- _About this exercise_
Show, from the records below, all lines that contain the word "stmts".

Stored items:
━━━━

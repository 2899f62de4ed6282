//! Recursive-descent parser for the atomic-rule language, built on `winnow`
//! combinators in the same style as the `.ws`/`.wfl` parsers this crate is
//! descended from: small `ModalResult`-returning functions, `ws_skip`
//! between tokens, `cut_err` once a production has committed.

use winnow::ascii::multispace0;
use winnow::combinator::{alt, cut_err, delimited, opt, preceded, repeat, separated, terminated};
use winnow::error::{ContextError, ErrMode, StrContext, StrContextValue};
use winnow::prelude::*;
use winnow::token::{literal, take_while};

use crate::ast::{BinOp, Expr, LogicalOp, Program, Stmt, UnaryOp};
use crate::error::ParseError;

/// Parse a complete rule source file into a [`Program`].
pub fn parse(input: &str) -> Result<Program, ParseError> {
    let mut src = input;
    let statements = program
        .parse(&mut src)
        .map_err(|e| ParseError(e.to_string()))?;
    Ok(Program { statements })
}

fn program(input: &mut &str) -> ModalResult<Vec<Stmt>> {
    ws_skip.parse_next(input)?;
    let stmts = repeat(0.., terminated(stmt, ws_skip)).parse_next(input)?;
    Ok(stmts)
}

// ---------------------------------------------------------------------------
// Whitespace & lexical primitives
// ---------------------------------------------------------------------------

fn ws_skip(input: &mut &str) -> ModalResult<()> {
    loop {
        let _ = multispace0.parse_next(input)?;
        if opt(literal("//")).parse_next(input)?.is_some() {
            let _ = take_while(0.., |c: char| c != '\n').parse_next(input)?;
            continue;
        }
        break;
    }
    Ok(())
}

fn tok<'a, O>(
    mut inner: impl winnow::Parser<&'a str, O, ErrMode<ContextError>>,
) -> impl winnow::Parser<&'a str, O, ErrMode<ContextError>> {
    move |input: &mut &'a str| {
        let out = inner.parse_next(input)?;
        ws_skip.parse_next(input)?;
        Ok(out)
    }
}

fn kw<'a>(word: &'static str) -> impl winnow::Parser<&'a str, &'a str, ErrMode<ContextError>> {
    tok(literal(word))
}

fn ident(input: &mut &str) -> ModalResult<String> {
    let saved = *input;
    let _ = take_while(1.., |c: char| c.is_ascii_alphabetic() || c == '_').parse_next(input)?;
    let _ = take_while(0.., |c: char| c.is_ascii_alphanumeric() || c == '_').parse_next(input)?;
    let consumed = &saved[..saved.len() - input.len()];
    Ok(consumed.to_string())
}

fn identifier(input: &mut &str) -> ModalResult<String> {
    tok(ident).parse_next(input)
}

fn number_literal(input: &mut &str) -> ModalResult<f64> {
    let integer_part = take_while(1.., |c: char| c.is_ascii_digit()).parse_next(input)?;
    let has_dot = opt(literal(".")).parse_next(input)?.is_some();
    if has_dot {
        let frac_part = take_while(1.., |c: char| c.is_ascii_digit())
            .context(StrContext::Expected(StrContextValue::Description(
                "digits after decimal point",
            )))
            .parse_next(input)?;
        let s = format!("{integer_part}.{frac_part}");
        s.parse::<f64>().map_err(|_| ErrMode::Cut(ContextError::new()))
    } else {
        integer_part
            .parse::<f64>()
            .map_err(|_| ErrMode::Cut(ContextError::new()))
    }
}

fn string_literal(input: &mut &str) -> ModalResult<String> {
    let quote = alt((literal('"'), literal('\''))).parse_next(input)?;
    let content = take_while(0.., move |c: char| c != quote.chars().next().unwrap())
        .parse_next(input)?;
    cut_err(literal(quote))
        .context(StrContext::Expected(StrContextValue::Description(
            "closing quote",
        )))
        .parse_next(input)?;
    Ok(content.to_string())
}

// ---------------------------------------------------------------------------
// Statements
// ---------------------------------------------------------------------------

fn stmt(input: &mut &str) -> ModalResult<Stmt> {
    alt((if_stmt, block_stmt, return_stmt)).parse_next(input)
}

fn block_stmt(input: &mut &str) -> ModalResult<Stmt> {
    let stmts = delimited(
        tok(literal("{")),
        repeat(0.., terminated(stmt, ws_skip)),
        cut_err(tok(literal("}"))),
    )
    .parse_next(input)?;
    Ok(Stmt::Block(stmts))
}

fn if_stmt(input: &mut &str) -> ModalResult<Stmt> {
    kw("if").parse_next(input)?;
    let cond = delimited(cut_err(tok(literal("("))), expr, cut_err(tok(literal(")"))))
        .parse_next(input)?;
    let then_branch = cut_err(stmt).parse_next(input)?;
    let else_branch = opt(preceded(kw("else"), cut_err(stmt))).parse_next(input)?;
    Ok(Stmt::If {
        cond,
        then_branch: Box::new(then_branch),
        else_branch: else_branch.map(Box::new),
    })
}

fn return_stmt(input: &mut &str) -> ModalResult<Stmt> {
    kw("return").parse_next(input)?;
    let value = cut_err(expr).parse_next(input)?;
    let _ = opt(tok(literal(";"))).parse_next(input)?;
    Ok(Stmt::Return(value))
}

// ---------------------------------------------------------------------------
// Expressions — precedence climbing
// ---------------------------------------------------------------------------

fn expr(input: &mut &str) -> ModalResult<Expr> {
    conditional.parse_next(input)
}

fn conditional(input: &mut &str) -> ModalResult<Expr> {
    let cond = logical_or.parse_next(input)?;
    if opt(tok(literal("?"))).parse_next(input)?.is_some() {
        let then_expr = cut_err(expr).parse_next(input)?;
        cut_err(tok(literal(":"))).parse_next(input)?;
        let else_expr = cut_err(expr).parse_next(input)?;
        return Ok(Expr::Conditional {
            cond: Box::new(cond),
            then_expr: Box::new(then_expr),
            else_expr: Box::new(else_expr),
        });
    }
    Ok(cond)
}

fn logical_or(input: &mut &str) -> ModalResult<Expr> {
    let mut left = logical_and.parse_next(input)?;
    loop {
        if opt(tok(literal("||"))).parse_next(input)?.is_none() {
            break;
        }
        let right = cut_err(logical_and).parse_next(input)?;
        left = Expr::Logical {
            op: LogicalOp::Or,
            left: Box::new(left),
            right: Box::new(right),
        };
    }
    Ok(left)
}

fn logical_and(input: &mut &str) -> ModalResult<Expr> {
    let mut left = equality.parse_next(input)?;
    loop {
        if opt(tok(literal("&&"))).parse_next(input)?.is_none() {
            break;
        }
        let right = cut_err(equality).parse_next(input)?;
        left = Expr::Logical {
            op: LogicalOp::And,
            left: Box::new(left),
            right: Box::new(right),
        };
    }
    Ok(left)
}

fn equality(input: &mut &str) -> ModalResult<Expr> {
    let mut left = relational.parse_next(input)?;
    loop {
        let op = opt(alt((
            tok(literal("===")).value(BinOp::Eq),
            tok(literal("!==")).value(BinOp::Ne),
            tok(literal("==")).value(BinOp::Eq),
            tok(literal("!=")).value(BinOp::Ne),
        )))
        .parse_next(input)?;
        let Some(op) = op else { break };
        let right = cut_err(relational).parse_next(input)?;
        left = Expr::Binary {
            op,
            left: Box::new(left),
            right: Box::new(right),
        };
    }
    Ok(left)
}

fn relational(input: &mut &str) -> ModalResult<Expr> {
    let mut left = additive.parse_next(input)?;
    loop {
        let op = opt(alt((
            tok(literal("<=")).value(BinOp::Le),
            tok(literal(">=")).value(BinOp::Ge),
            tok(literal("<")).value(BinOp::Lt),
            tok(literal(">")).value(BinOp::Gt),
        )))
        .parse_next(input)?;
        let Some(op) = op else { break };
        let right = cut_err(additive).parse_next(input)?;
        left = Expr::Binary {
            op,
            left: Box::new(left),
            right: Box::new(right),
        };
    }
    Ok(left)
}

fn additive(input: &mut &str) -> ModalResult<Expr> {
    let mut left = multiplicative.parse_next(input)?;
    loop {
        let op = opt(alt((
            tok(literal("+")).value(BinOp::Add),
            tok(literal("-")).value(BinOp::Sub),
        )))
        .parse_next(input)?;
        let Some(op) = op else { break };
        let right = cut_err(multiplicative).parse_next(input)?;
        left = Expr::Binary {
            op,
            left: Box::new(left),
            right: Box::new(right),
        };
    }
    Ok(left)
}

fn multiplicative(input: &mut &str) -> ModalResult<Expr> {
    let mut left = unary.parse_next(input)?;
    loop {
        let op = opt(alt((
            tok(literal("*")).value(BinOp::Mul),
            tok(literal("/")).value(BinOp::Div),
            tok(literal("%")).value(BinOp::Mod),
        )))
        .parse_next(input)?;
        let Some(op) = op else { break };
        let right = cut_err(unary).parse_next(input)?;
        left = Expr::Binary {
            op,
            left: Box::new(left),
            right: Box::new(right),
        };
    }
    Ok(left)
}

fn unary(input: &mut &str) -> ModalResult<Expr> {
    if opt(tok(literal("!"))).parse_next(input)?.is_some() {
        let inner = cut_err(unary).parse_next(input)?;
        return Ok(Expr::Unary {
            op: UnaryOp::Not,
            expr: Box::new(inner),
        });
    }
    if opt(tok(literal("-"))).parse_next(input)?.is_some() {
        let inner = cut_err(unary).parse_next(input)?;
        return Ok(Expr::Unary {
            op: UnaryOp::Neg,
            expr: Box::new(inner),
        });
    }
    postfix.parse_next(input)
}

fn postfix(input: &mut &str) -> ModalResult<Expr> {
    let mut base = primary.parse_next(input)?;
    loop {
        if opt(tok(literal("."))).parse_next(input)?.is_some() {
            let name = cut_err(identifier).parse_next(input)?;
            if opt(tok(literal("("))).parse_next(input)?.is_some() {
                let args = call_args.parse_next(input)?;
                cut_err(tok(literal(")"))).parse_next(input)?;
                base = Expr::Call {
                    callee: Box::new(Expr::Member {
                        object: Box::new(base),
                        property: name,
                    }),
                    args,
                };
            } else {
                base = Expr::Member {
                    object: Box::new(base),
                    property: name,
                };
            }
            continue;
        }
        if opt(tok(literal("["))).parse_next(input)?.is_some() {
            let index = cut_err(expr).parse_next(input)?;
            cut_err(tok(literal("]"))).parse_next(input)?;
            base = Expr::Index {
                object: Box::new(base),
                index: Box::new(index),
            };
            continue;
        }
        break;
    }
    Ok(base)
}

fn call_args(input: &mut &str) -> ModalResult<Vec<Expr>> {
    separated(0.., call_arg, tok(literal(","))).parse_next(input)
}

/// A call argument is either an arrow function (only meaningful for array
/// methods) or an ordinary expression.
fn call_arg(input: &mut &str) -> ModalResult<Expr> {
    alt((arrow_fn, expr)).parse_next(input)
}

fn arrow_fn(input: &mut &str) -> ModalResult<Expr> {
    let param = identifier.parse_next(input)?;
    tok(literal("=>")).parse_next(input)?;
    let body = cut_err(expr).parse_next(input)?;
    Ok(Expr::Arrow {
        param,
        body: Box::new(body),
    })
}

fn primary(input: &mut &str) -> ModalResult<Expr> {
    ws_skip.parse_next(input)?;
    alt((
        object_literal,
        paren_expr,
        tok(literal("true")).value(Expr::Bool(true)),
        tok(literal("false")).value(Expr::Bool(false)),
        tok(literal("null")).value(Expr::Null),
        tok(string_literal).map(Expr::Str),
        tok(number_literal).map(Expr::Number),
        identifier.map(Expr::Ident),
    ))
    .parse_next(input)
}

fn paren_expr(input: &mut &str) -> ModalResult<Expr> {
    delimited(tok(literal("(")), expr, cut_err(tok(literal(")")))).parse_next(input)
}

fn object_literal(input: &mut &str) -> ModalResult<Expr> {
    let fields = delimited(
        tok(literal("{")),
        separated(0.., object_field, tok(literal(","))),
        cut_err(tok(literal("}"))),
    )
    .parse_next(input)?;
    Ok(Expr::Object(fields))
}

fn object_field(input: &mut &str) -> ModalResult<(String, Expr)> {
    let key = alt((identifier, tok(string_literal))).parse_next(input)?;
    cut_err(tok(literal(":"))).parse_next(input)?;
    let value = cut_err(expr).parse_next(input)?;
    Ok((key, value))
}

━━━━

- _Answer space_
    let stmts = repeat(0.., terminated(stmt, ws_skip)).parse_next(input)?;
    Ok(stmts)
    let stmts = delimited(
    Ok(Stmt::Block(stmts))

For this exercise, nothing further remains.